James von Brunn, an 88-year-old man with a long history of violence and anti-Semitism, opens fire inside Washington’s Holocaust Museum. Von Brunn kills a security guard, Stephen T. Johns, before being brought down by fire from other security guards. Von Brunn is hospitalized in critical condition. Von Brunn brought a .22 rifle into the museum and began shooting almost immediately upon entering the building. (WJLA-TV 6/10/2009; Sisk and Kennedy 6/11/2009) The New York Daily News identifies von Brunn as a “neo-Nazi.” (Sisk and Kennedy 6/11/2009)
Targeting Jewish White House Official - Von Brunn has a list of nine locations in his car, including the White House, the US Capitol, and media outlets such as Fox News and the Washington Post. (WJLA-TV 6/10/2009) A note in a notebook found in the car reads: “You want my weapons, this is how you’ll get them. The Holocaust is a lie. Obama was created by Jews.

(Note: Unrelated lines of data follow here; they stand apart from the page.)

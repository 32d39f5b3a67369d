//! REST API client module for the renewal plan recommendation service.
//!
//! This module provides the `ApiClient` for browsing the B1 → B2 → B3
//! hierarchy, updating percentage overrides, importing spreadsheets and
//! managing phone brands.
//!
//! The API uses bearer token authentication obtained from `/auth/login`.
//! Reads are served from the injected `ResponseCache` when fresh.

pub mod client;
pub mod error;

pub use client::{ApiClient, DEFAULT_API_BASE_URL};
pub use error::ApiError;
//! Cache key construction.
//!
//! Keys encode the logical identity of a read so that a write can invalidate
//! everything under its parent scope with a single prefix.

pub const B1_VALUES: &str = "b1Values";
pub const PHONE_BRANDS: &str = "phoneBrands";

pub const B2_DATA_PREFIX: &str = "b2Data";
pub const B3_DATA_PREFIX: &str = "b3Data";
pub const B3_DETAILS_PREFIX: &str = "b3Details";

pub fn b2_data(b1: &str) -> String {
    format!("{}:{}", B2_DATA_PREFIX, b1)
}

pub fn b3_data(b1: &str, b2: &str) -> String {
    format!("{}:{}:{}", B3_DATA_PREFIX, b1, b2)
}

pub fn b3_details(b1: &str, b2: &str, b3: &str) -> String {
    format!("{}:{}:{}:{}", B3_DETAILS_PREFIX, b1, b2, b3)
}

#[cfg(test)]
mod tests {
    use super::*;

    #[test]
    fn test_key_formats() {
        assert_eq!(b2_data("Premium"), "b2Data:Premium");
        assert_eq!(b3_data("Premium", "Upgrade"), "b3Data:Premium:Upgrade");
        assert_eq!(
            b3_details("Premium", "Upgrade", "Plan 1299"),
            "b3Details:Premium:Upgrade:Plan 1299"
        );
    }

    #[test]
    fn test_child_keys_share_parent_prefix() {
        assert!(b3_details("A", "B", "C").starts_with(B3_DETAILS_PREFIX));
        assert!(b3_data("A", "B").starts_with(&format!("{}:A", B3_DATA_PREFIX)));
    }
}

Obama does what his Jew owners tell him to do.” In September 2010, the press will learn that von Brunn intended to kill President Obama’s senior adviser David Axelrod, a Jew. Von Brunn did not believe he could get to Obama, authorities will later confirm, but he had the “motive, means, and intent” to kill Axelrod, one of Obama’s closest aides. Axelrod will be given special Secret Service protection. (Taylor and Nasaw 6/11/2009; Gellman 9/30/2010; Sladja 9/30/2010)
Shock, Sadness Mark Reactions - Within hours, President Obama and a number of political and cultural organizations will express their shock and sorrow over the shooting (see June 10-11, 2009).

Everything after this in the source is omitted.